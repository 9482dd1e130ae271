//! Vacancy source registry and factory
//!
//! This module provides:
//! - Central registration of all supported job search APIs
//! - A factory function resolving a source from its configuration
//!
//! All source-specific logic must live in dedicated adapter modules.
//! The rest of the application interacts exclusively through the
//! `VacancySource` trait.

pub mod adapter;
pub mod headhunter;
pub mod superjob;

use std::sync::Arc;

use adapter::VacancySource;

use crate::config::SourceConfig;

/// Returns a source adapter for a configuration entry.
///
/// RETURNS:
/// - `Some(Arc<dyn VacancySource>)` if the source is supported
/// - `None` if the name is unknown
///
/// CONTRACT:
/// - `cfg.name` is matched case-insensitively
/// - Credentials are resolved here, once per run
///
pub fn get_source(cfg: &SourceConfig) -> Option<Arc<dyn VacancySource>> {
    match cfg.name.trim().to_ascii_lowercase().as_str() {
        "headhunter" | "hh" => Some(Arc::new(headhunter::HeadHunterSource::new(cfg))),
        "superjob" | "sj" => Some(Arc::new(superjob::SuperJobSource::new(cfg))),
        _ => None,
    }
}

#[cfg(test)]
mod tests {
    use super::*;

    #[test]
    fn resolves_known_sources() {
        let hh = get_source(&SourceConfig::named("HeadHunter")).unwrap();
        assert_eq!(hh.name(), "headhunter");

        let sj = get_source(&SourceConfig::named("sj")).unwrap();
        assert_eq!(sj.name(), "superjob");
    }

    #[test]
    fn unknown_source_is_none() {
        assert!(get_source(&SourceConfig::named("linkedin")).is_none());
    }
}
==
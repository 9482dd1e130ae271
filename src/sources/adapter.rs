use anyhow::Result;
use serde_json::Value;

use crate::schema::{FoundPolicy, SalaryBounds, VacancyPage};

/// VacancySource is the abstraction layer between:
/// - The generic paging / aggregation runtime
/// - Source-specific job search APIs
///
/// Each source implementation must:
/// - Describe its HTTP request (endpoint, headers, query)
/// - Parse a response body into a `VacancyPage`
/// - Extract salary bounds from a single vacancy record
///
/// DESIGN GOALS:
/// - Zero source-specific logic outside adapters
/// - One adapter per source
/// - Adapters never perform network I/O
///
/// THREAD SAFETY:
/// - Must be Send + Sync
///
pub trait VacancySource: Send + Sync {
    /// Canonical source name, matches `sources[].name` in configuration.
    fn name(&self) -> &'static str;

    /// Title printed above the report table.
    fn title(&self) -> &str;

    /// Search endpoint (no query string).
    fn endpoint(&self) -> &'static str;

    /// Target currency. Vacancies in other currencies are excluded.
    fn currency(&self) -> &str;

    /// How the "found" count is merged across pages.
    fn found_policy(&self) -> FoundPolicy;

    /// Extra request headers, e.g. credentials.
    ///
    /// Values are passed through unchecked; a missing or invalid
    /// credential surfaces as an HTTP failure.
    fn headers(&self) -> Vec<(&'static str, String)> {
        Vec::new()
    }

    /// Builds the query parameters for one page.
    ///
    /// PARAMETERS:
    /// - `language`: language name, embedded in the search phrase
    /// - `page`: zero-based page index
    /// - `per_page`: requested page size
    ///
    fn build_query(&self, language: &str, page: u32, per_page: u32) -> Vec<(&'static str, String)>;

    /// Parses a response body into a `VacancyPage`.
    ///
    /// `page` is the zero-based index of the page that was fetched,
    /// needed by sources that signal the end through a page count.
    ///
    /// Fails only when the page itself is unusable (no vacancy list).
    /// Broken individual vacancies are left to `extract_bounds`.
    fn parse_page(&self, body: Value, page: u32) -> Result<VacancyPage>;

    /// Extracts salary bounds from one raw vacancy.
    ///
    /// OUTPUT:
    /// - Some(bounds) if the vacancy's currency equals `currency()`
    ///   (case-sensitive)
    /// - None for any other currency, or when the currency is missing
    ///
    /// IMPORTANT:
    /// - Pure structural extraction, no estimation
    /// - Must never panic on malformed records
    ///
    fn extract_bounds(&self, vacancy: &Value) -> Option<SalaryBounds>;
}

- [Aim of the task]: Every line above from the line with "use anyhow::Result;" to the line with "fn title(&self) -> &str;", both included, must be reproduced exactly, and no other line may appear.

- [Reply to the exercise]:
use anyhow::Result;
use serde_json::Value;

use crate::schema::{FoundPolicy, SalaryBounds, VacancyPage};

/// VacancySource is the abstraction layer between:
/// - The generic paging / aggregation runtime
/// - Source-specific job search APIs
///
/// Each source implementation must:
/// - Describe its HTTP request (endpoint, headers, query)
/// - Parse a response body into a `VacancyPage`
/// - Extract salary bounds from a single vacancy record
///
/// DESIGN GOALS:
/// - Zero source-specific logic outside adapters
/// - One adapter per source
/// - Adapters never perform network I/O
///
/// THREAD SAFETY:
/// - Must be Send + Sync
///
pub trait VacancySource: Send + Sync {
    /// Canonical source name, matches `sources[].name` in configuration.
    fn name(&self) -> &'static str;

    /// Title printed above the report table.
    fn title(&self) -> &str;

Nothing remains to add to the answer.